▶ [Work order]:
Output every entry exactly as given.

====================

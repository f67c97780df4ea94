//! School repository for database operations.

use anyhow::{Context, Result};
use sqlx::SqlitePool;
use tracing::{debug, instrument};

use super::models::School;

/// Repository for school account database operations.
#[derive(Debug, Clone)]
pub struct SchoolRepository {
    pool: SqlitePool,
}

impl SchoolRepository {
    /// Create a new school repository.
    pub fn new(pool: SqlitePool) -> Self {
        Self { pool }
    }

    fn generate_id() -> String {
        format!("sch_{}", nanoid::nanoid!(12))
    }

    /// Insert a new school account.
    #[instrument(skip(self, password_hash))]
    pub async fn create(
        &self,
        school_name: &str,
        admin_name: &str,
        email: &str,
        password_hash: &str,
    ) -> Result<School> {
        let id = Self::generate_id();
        debug!("Creating school account: {} ({})", email, id);

        sqlx::query(
            r#"
            INSERT INTO schools (id, school_name, admin_name, email, password_hash)
            VALUES (?, ?, ?, ?, ?)
            "#,
        )
        .bind(&id)
        .bind(school_name)
        .bind(admin_name)
        .bind(email)
        .bind(password_hash)
        .execute(&self.pool)
        .await
        .context("Failed to insert school")?;

        self.get(&id)
            .await?
            .ok_or_else(|| anyhow::anyhow!("School not found after creation"))
    }

    /// Get a school by ID.
    #[instrument(skip(self))]
    pub async fn get(&self, id: &str) -> Result<Option<School>> {
        let school = sqlx::query_as::<_, School>(
            r#"
            SELECT id, school_name, admin_name, email, password_hash, created_at, updated_at
            FROM schools
            WHERE id = ?
            "#,
        )
        .bind(id)
        .fetch_optional(&self.pool)
        .await
        .context("Failed to fetch school")?;

        Ok(school)
    }

    /// Get a school by email.
    #[instrument(skip(self))]
    pub async fn get_by_email(&self, email: &str) -> Result<Option<School>> {
        let school = sqlx::query_as::<_, School>(
            r#"
            SELECT id, school_name, admin_name, email, password_hash, created_at, updated_at
            FROM schools
            WHERE email = ?
            "#,
        )
        .bind(email)
        .fetch_optional(&self.pool)
        .await
        .context("Failed to fetch school by email")?;

        Ok(school)
    }

    /// Check if an email is available.
    #[instrument(skip(self))]
    pub async fn is_email_available(&self, email: &str) -> Result<bool> {
        let count: (i64,) = sqlx::query_as("SELECT COUNT(*) FROM schools WHERE email = ?")
            .bind(email)
            .fetch_one(&self.pool)
            .await
            .context("Failed to check email availability")?;

        Ok(count.0 == 0)
    }
}
//! Live relay: WebSocket connections and event fan-out.

mod handler;
mod hub;
mod types;

pub use handler::ws_handler;
pub use hub::{ConnectionId, RelayHub};
pub use types::{ClientFrame, ServerEvent, trip_status};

====================

▶ [Reply to the task]:
repository f67c97780df4ea94
//! School repository for database operations.

use anyhow::{Context, Result};
use sqlx::SqlitePool;
use tracing::{debug, instrument};

use super::models::School;

/// Repository for school account database operations.
#[derive(Debug, Clone)]
pub struct SchoolRepository {
    pool: SqlitePool,
}

impl SchoolRepository {
    /// Create a new school repository.
    pub fn new(pool: SqlitePool) -> Self {
        Self { pool }
    }

    fn generate_id() -> String {
        format!("sch_{}", nanoid::nanoid!(12))
    }

    /// Insert a new school account.
    #[instrument(skip(self, password_hash))]
    pub async fn create(
        &self,
        school_name: &str,
        admin_name: &str,
        email: &str,
        password_hash: &str,
    ) -> Result<School> {
        let id = Self::generate_id();
        debug!("Creating school account: {} ({})", email, id);

        sqlx::query(
            r#"
            INSERT INTO schools (id, school_name, admin_name, email, password_hash)
            VALUES (?, ?, ?, ?, ?)
            "#,
        )
        .bind(&id)
        .bind(school_name)
        .bind(admin_name)
        .bind(email)
        .bind(password_hash)
        .execute(&self.pool)
        .await
        .context("Failed to insert school")?;

        self.get(&id)
            .await?
            .ok_or_else(|| anyhow::anyhow!("School not found after creation"))
    }

    /// Get a school by ID.
    #[instrument(skip(self))]
    pub async fn get(&self, id: &str) -> Result<Option<School>> {
        let school = sqlx::query_as::<_, School>(
            r#"
            SELECT id, school_name, admin_name, email, password_hash, created_at, updated_at
            FROM schools
            WHERE id = ?
            "#,
        )
        .bind(id)
        .fetch_optional(&self.pool)
        .await
        .context("Failed to fetch school")?;

        Ok(school)
    }

    /// Get a school by email.
    #[instrument(skip(self))]
    pub async fn get_by_email(&self, email: &str) -> Result<Option<School>> {
        let school = sqlx::query_as::<_, School>(
            r#"
            SELECT id, school_name, admin_name, email, password_hash, created_at, updated_at
            FROM schools
            WHERE email = ?
            "#,
        )
        .bind(email)
        .fetch_optional(&self.pool)
        .await
        .context("Failed to fetch school by email")?;

        Ok(school)
    }

    /// Check if an email is available.
    #[instrument(skip(self))]
    pub async fn is_email_available(&self, email: &str) -> Result<bool> {
        let count: (i64,) = sqlx::query_as("SELECT COUNT(*) FROM schools WHERE email = ?")
            .bind(email)
            .fetch_one(&self.pool)
            .await
            .context("Failed to check email availability")?;

        Ok(count.0 == 0)
    }
}
//! Live relay: WebSocket connections and event fan-out.

mod handler;
mod hub;
mod types;

pub use handler::ws_handler;
pub use hub::{ConnectionId, RelayHub};
pub use types::{ClientFrame, ServerEvent, trip_status};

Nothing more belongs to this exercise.